Le règlement no 1303/2013

4 Aux termes des considérants 65 et 66 du règlement no 1303/2013 :

« (65) Les États membres devraient prendre des mesures adéquates pour garantir la bonne mise en place et le bon fonctionnement des systèmes de gestion et de contrôle, de manière à pouvoir donner l’assurance que les Fonds [structurels et d’investissement européens (ESI)] sont utilisés de manière légale et régulière. [...]

(66) Conformément au principe de la gestion partagée, les États membres et la Commission [européenne] devraient être responsables de la gestion et du contrôle des programmes. Il convient que la responsabilité de la mise en œuvre et du contrôle des opérations menées dans le cadre des programmes incombe en premier lieu aux États membres, qui l’exercent par l’intermédiaire de leurs systèmes de gestion et de contrôle. [...] »

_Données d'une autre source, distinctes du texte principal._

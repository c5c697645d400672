//! Shared identifiers and the unit model passed between stages.

use std::cmp::Ordering;
use std::fmt::{self, Display, Write};

/// Identifier issued to a milk unit by the generator.
pub type MilkId = u64;
/// Identity of a worker thread; 1-based and sequential across stages.
pub type WorkerId = u64;

/// Identifier derived from the ids of a unit's inputs.
///
/// Holds the decimal digits of the concatenated inputs, so it has no width
/// limit. Digits never start with `0`, which makes shorter ids numerically
/// smaller and lets ordering compare length first, then digits.
#[derive(Clone, Debug, PartialEq, Eq, Hash)]
pub struct CompositeId(String);

impl CompositeId {
    pub fn as_str(&self) -> &str {
        &self.0
    }

    /// Number of decimal digits.
    pub fn digits(&self) -> usize {
        self.0.len()
    }
}

impl Ord for CompositeId {
    fn cmp(&self, other: &Self) -> Ordering {
        self.0
            .len()
            .cmp(&other.0.len())
            .then_with(|| self.0.cmp(&other.0))
    }
}

impl PartialOrd for CompositeId {
    fn partial_cmp(&self, other: &Self) -> Option<Ordering> {
        Some(self.cmp(other))
    }
}

impl Display for CompositeId {
    fn fmt(&self, f: &mut fmt::Formatter<'_>) -> fmt::Result {
        f.write_str(&self.0)
    }
}

/// Pipeline stage a worker belongs to.
#[derive(Clone, Copy, Debug, PartialEq, Eq, Hash)]
pub enum StageKind {
    Milk,
    Cheese,
    Burger,
}

impl Display for StageKind {
    fn fmt(&self, f: &mut fmt::Formatter<'_>) -> fmt::Result {
        let name = match self {
            StageKind::Milk => "milk",
            StageKind::Cheese => "cheese",
            StageKind::Burger => "burger",
        };
        f.write_str(name)
    }
}

/// A raw unit produced by a milk worker.
#[derive(Clone, Copy, Debug, PartialEq, Eq)]
pub struct MilkUnit {
    pub id: MilkId,
    pub producer: WorkerId,
}

/// Milk units combined by a cheese worker (three with the default ratios).
#[derive(Clone, Debug, PartialEq, Eq)]
pub struct CheeseUnit {
    pub id: CompositeId,
    /// Consumed milk ids, sorted ascending.
    pub milk: Vec<MilkId>,
    pub producer: WorkerId,
}

/// Cheese units combined by the burger worker (two with the default ratios).
#[derive(Clone, Debug, PartialEq, Eq)]
pub struct BurgerUnit {
    pub id: CompositeId,
    /// Consumed cheese ids, sorted ascending.
    pub cheese: Vec<CompositeId>,
}

impl CheeseUnit {
    /// Build a cheese unit from the milk units taken in one batch.
    pub fn compose(inputs: &[MilkUnit], producer: WorkerId) -> Self {
        let mut milk: Vec<MilkId> = inputs.iter().map(|unit| unit.id).collect();
        milk.sort_unstable();
        let id = concat_digits(&milk, Some(producer));
        Self { id, milk, producer }
    }
}

impl BurgerUnit {
    /// Build a burger from the cheese units taken in one batch.
    pub fn compose(inputs: &[CheeseUnit]) -> Self {
        let mut cheese: Vec<CompositeId> = inputs.iter().map(|unit| unit.id.clone()).collect();
        cheese.sort_unstable();
        let id = concat_digits(&cheese, None);
        Self { id, cheese }
    }
}

/// Concatenate the decimal digits of `parts` and an optional suffix.
///
/// `parts` must already be sorted; the caller owns the ordering rule.
pub fn concat_digits<T: Display>(parts: &[T], suffix: Option<WorkerId>) -> CompositeId {
    let mut digits = String::new();
    for part in parts {
        // Writing into a String cannot fail.
        let _ = write!(digits, "{part}");
    }
    if let Some(suffix) = suffix {
        let _ = write!(digits, "{suffix}");
    }
    CompositeId(digits)
}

5 L’article 1er de ce règlement, intitulé « Objet », est libellé comme suit :

« Le présent règlement arrête les règles communes applicables au Fonds européen de développement régional (FEDER), au Fonds social européen (FSE), au Fonds de cohésion, au Fonds européen agricole pour le développement rural (Feader) et au Fonds européen pour les affaires maritimes et la pêche (FEAMP), relevant d’un cadre commun (ci-après dénommés “fonds structurels et d’investissement européens” – “Fonds ESI”). [...]

[...] »

6 L’article 2 dudit règlement, intitulé « Définitions », prévoit :

« Aux fins du présent règlement, on entend par :

[...]

10) “bénéficiaire”, un organisme public ou privé ou une personne physique, chargés du lancement ou du lancement et de la mise en œuvre des opérations et :

a) dans le cadre des aides d’État, l’organisme qui reçoit l’aide, sauf lorsque l’aide accordée par entreprise est inférieure à 200000 [euros], auquel cas l’État membre concerné peut décider que le bénéficiaire est l’organisme octroyant l’aide, sans préjudice des règlements (UE) no 1407/2013 [de la Commission, du 18 décembre 2013, relatif à l’application des articles 107 et 108 [TFUE] aux aides de minimis (JO 2013, L 352, p. 1)], (UE) no 1408/2013 [de la Commission, du 18 décembre 2013, relatif
à l’application des articles 107 et 108 [TFUE] aux aides de minimis dans le secteur de l’agriculture (JO 2013, L 352, p. 9),] et (UE) no 717/2014 de la Commission[, du 27 juin 2014, concernant l’application des articles 107 et 108 [TFUE] aux aides de minimis dans le secteur de la pêche et de l’aquaculture (JO 2014, L 190, p. 45)] ; et

b) dans le cadre d’instruments financiers relevant du titre IV de la deuxième partie du présent règlement, l’organisme qui met en œuvre l’instrument financier ou le fonds de fonds, selon le cas ;

[...]

36) “irrégularité”, toute violation du droit de l’Union ou du droit national relatif à son application résultant d’un acte ou d’une omission d’un opérateur économique participant à la mise en œuvre des Fonds ESI, qui a ou aurait pour effet de porter préjudice au budget de l’Union européenne par l’imputation au budget de l’Union d’une dépense indue ;

37) “opérateur économique” désigne toute personne physique ou morale ou toute autre entité participant à la mise en œuvre de l’assistance des Fonds ESI, à l’exception d’un État membre qui exerce ses prérogatives en tant qu’autorité publique ;

[...] »

7 L’article 143 du règlement no 1303/2013, intitulé « Corrections financières effectuées par les États membres », énonce :

« 1.   Il incombe en premier lieu aux États membres de rechercher les irrégularités, de procéder aux corrections financières nécessaires et d’entamer des procédures de recouvrement. En cas d’irrégularité systémique, l’État membre étend ses investigations à toutes les opérations susceptibles d’être affectées.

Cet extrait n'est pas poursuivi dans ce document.